Attivista siriano in diretta su Rainews



Poco fa in Tv, alle 13.45, Rainews all'interno del notiziario ha inserito come corrispondenza dalla Siria la telefonata satellitare con un "attivista" che trasmetteva informazioni e immagini da una zona di conflitto armato.

Questo "attivista", in inglese, ha detto: "Stiamo combattendo per la vittoria" (usando il verbo to fight); ma l'interprete della Rai ha liberamente tradotto "stiamo lottando fino alla vittoria" (per la lotta sociale e ideale si usa invece il verbo "to struggle", ad es. to struggle against poverty).

Non ricordo mai che la tv di Stato si sia mai collegata a un gruppo di combattenti (Vietnam, Sudafrica, America Latina, Palestina, Afghanistan...) arruolandoli come cronisti e definendoli "attivisti".

E tutto cio' avviene su un canale coniderato "di sinistra" e "pacifista". Quanti pacifisti hanno subito il fascino di queste dirette "militanti"?
Quanti credono che tutto cio' sia giornalismo libero e genuino?
Quella della Tv diretta da Corradino Mineo e' una vera novita', crea un feeling fra il telespettatore e il combattente (pardon, l'"attivista"), e' un appassionato colloquio in cui suscitando empatia e solidarieta' si chiede all'"attivista" anonimo: "Siete stanchi? Pensate di potercela fare?"
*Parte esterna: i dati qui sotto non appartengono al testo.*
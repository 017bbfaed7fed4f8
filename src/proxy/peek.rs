//! SNI/Host Peeker: classifies an accepted connection as TLS or plaintext
//! HTTP without disturbing bytes any later stage still needs to read, then
//! extracts the hostname each protocol carries.

use rustls::server::{Acceptor, ClientHello};
use std::time::Duration;
use thiserror::Error;
use tokio::io::{AsyncReadExt, AsyncWriteExt};
use tokio::net::TcpStream;
use tokio::time::timeout;
use tokio_rustls::{LazyConfigAcceptor, StartHandshake};

/// Hard bound on the header block of a request head.
const MAX_HEAD_BYTES: usize = 8 * 1024;
/// Deadline for completing classification + hostname extraction.
const PEEK_DEADLINE: Duration = Duration::from_millis(1500);
/// Upper bound on header lines accepted by the HTTP-head parser.
const MAX_HEADERS: usize = 64;

#[derive(Debug, Error)]
pub enum PeekError {
    #[error("connection closed before any bytes arrived")]
    ConnectionClosed,
    #[error("timed out waiting for client data")]
    Timeout,
    #[error("io error: {0}")]
    Io(#[from] std::io::Error),
    #[error("request head exceeded {MAX_HEAD_BYTES} bytes without completing")]
    HeadTooLarge,
    #[error("malformed HTTP request head: {0}")]
    MalformedHttp(#[from] httparse::Error),
    #[error("HTTP request is missing a Host header")]
    MissingHost,
    #[error("TLS handshake error: {0}")]
    Tls(#[from] rustls::Error),
}

/// What the first byte on the wire tells us to do next.
#[derive(Debug, Clone, Copy, PartialEq, Eq)]
pub enum Protocol {
    Tls,
    PlainHttp,
}

/// Peeks a single byte — via `MSG_PEEK`, so it is still there for whichever
/// handler runs next — to tell a TLS ClientHello (starts with record type
/// 0x16) from plaintext HTTP.
pub async fn peek_protocol(stream: &TcpStream) -> Result<Protocol, PeekError> {
    let mut buf = [0u8; 1];
    let n = timeout(PEEK_DEADLINE, stream.peek(&mut buf))
        .await
        .map_err(|_| PeekError::Timeout)??;
    if n == 0 {
        return Err(PeekError::ConnectionClosed);
    }
    Ok(if buf[0] == 0x16 {
        Protocol::Tls
    } else {
        Protocol::PlainHttp
    })
}

/// A TLS handshake parked after the ClientHello has been read but before a
/// server certificate has been chosen, plus the SNI hostname pulled out of
/// it (if the client sent one).
pub struct PendingTlsHandshake {
    pub server_name: Option<String>,
    start: StartHandshake<TcpStream>,
}

impl PendingTlsHandshake {
    pub fn into_start(self) -> StartHandshake<TcpStream> {
        self.start
    }
}

fn sni_from_hello(hello: &ClientHello<'_>) -> Option<String> {
    hello.server_name().map(|s| s.to_string())
}

/// Starts a TLS handshake on `stream`, reading exactly as much as rustls
/// needs to parse the ClientHello and no further, and returns it alongside
/// the SNI hostname so the caller can pick a per-host certificate before
/// completing the handshake.
pub async fn start_tls_handshake(stream: TcpStream) -> Result<PendingTlsHandshake, PeekError> {
    let start = timeout(
        PEEK_DEADLINE,
        LazyConfigAcceptor::new(Acceptor::default(), stream),
    )
    .await
    .map_err(|_| PeekError::Timeout)??;

    let server_name = sni_from_hello(&start.client_hello());
    Ok(PendingTlsHandshake { server_name, start })
}

/// The parsed head of a plaintext HTTP request, plus the raw bytes read off
/// the wire while finding it. Those bytes were consumed (not peeked) and
/// must be forwarded upstream verbatim ahead of anything read afterward.
pub struct HttpHead {
    pub method: String,
    pub path: String,
    pub host: String,
    pub headers: Vec<(String, String)>,
    pub raw: Vec<u8>,
}

/// Reads and parses an HTTP request line + headers from any async stream
/// (a raw plaintext `TcpStream` or an already-terminated TLS stream),
/// extracting the `Host` header as the routing hostname. Bounded to
/// `MAX_HEAD_BYTES` and `PEEK_DEADLINE` so a slow or hostile client cannot
/// stall a worker.
pub async fn read_http_head<S>(stream: &mut S) -> Result<HttpHead, PeekError>
where
    S: tokio::io::AsyncRead + Unpin,
{
    timeout(PEEK_DEADLINE, read_http_head_inner(stream))
        .await
        .map_err(|_| PeekError::Timeout)?
}

async fn read_http_head_inner<S>(stream: &mut S) -> Result<HttpHead, PeekError>
where
    S: tokio::io::AsyncRead + Unpin,
{
    let mut buf = Vec::with_capacity(4096);
    let mut chunk = [0u8; 4096];

    loop {
        let mut headers = [httparse::EMPTY_HEADER; MAX_HEADERS];
        let mut request = httparse::Request::new(&mut headers);
        match request.parse(&buf)? {
            httparse::Status::Complete(consumed) => {
                let method = request.method.unwrap_or("").to_string();
                let path = request.path.unwrap_or("").to_string();
                let headers: Vec<(String, String)> = request
                    .headers
                    .iter()
                    .filter_map(|h| {
                        std::str::from_utf8(h.value)
                            .ok()
                            .map(|v| (h.name.to_string(), v.to_string()))
                    })
                    .collect();
                let host = headers
                    .iter()
                    .find(|(name, _)| name.eq_ignore_ascii_case("host"))
                    .map(|(_, value)| value.trim().to_string())
                    .ok_or(PeekError::MissingHost)?;
                let _ = consumed;
                return Ok(HttpHead {
                    method,
                    path,
                    host,
                    headers,
                    raw: buf,
                });
            }
            httparse::Status::Partial => {
                if buf.len() >= MAX_HEAD_BYTES {
                    return Err(PeekError::HeadTooLarge);
                }
                let n = stream.read(&mut chunk).await?;
                if n == 0 {
                    return Err(PeekError::ConnectionClosed);
                }
                buf.extend_from_slice(&chunk[..n]);
            }
        }
    }
}

/// Writes a minimal `403 Forbidden` response and shuts the connection down.
/// Reserved for an actual policy `Block` decision.
pub async fn write_forbidden<S>(stream: &mut S, reason: &str) -> std::io::Result<()>
where
    S: tokio::io::AsyncWrite + Unpin,
{
    write_status_response(stream, 403, "Forbidden", "Blocked by proxy policy", reason).await
}

/// Writes a minimal `502 Bad Gateway` response and shuts the connection
/// down. Used when the upstream connection could not be established, as
/// opposed to a policy decision.
pub async fn write_bad_gateway<S>(stream: &mut S, reason: &str) -> std::io::Result<()>
where
    S: tokio::io::AsyncWrite + Unpin,
{
    write_status_response(stream, 502, "Bad Gateway", "Upstream connection failed", reason).await
}

async fn write_status_response<S>(
    stream: &mut S,
    status: u16,
    status_text: &str,
    prefix: &str,
    reason: &str,
) -> std::io::Result<()>
where
    S: tokio::io::AsyncWrite + Unpin,
{
    let body = format!("{prefix}: {reason}\n");
    let response = format!(
        "HTTP/1.1 {status} {status_text}\r\nContent-Type: text/plain\r\nContent-Length: {}\r\nConnection: close\r\n\r\n{}",
        body.len(),
        body
    );
    stream.write_all(response.as_bytes()).await?;
    stream.shutdown().await
}
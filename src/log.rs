//! Traffic Log: append-only, one JSON object per line. Writes are
//! best-effort — a failed append is reported to stderr and discarded,
//! never blocks request handling.

use fs2::FileExt;
use serde::Serialize;
use std::fs::{self, OpenOptions};
use std::io::{BufWriter, Write};
use std::os::unix::fs::{OpenOptionsExt, PermissionsExt};
use std::path::{Path, PathBuf};

/// One disposition record for a single HTTP request.
#[derive(Debug, Clone, Serialize)]
pub struct TrafficEntry {
    pub timestamp: String,
    pub action: &'static str,
    pub mode: &'static str,
    pub host: String,
    pub path: String,
    pub method: String,
    pub reason: String,
}

impl TrafficEntry {
    pub fn now(
        action: &'static str,
        mode: &'static str,
        host: impl Into<String>,
        path: impl Into<String>,
        method: impl Into<String>,
        reason: impl Into<String>,
    ) -> Self {
        Self {
            timestamp: chrono::Utc::now().to_rfc3339(),
            action,
            mode,
            host: host.into(),
            path: path.into(),
            method: method.into(),
            reason: reason.into(),
        }
    }
}

/// Appends [`TrafficEntry`] records to a fixed file. Open mode is
/// append-only with `O_APPEND` semantics so concurrent writers (should
/// they exist) cannot overwrite each other; an advisory exclusive file
/// lock additionally prevents interleaved partial lines.
#[derive(Clone)]
pub struct TrafficLog {
    path: PathBuf,
}

impl TrafficLog {
    /// Opens (creating if needed) the log file at `path` with mode 0600
    /// and the containing directory at 0755.
    pub fn open(path: impl AsRef<Path>) -> std::io::Result<Self> {
        let path = path.as_ref().to_path_buf();
        if let Some(parent) = path.parent() {
            fs::create_dir_all(parent)?;
            fs::set_permissions(parent, fs::Permissions::from_mode(0o755))?;
        }
        let file = OpenOptions::new()
            .create(true)
            .append(true)
            .mode(0o600)
            .open(&path)?;
        drop(file);
        fs::set_permissions(&path, fs::Permissions::from_mode(0o600))?;
        Ok(Self { path })
    }

    /// Best-effort append, run on the blocking thread pool so a slow disk
    /// never stalls the connection task driving it.
    pub async fn append(&self, entry: TrafficEntry) {
        let path = self.path.clone();
        let result = tokio::task::spawn_blocking(move || Self::append_sync(&path, &entry)).await;
        match result {
            Ok(Ok(())) => {}
            Ok(Err(err)) => {
                eprintln!("traffic log append failed: {err}");
            }
            Err(join_err) => {
                eprintln!("traffic log append task panicked: {join_err}");
            }
        }
    }

    fn append_sync(path: &Path, entry: &TrafficEntry) -> std::io::Result<()> {
        let file = OpenOptions::new().create(true).append(true).open(path)?;
        file.lock_exclusive()?;
        let mut writer = BufWriter::new(&file);
        serde_json::to_writer(&mut writer, entry)
            .map_err(|e| std::io::Error::new(std::io::ErrorKind::Other, e))?;
        writer.write_all(b"\n")?;
        writer.flush()?;
        FileExt::unlock(&file)?;
        Ok(())
    }
}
Si suscita nell'ascoltatore la sfera dei sentimenti e dell'indignazione, si costruisce lo schema buoni/cattivi cosi' caro ad Avaaz.

In realta' pensavo che l'attivista si chiamasse "Al Hamoi" ma poi ho scoperto che quello e' il nome del media centre da cui telefona.

L'"attivista" siriano si lamentava che i soldati presidiassero le strade e ha denunciato che quella e' una "presenza di occupazione".

Notate la scelta del termine: "attivista" e non "militante".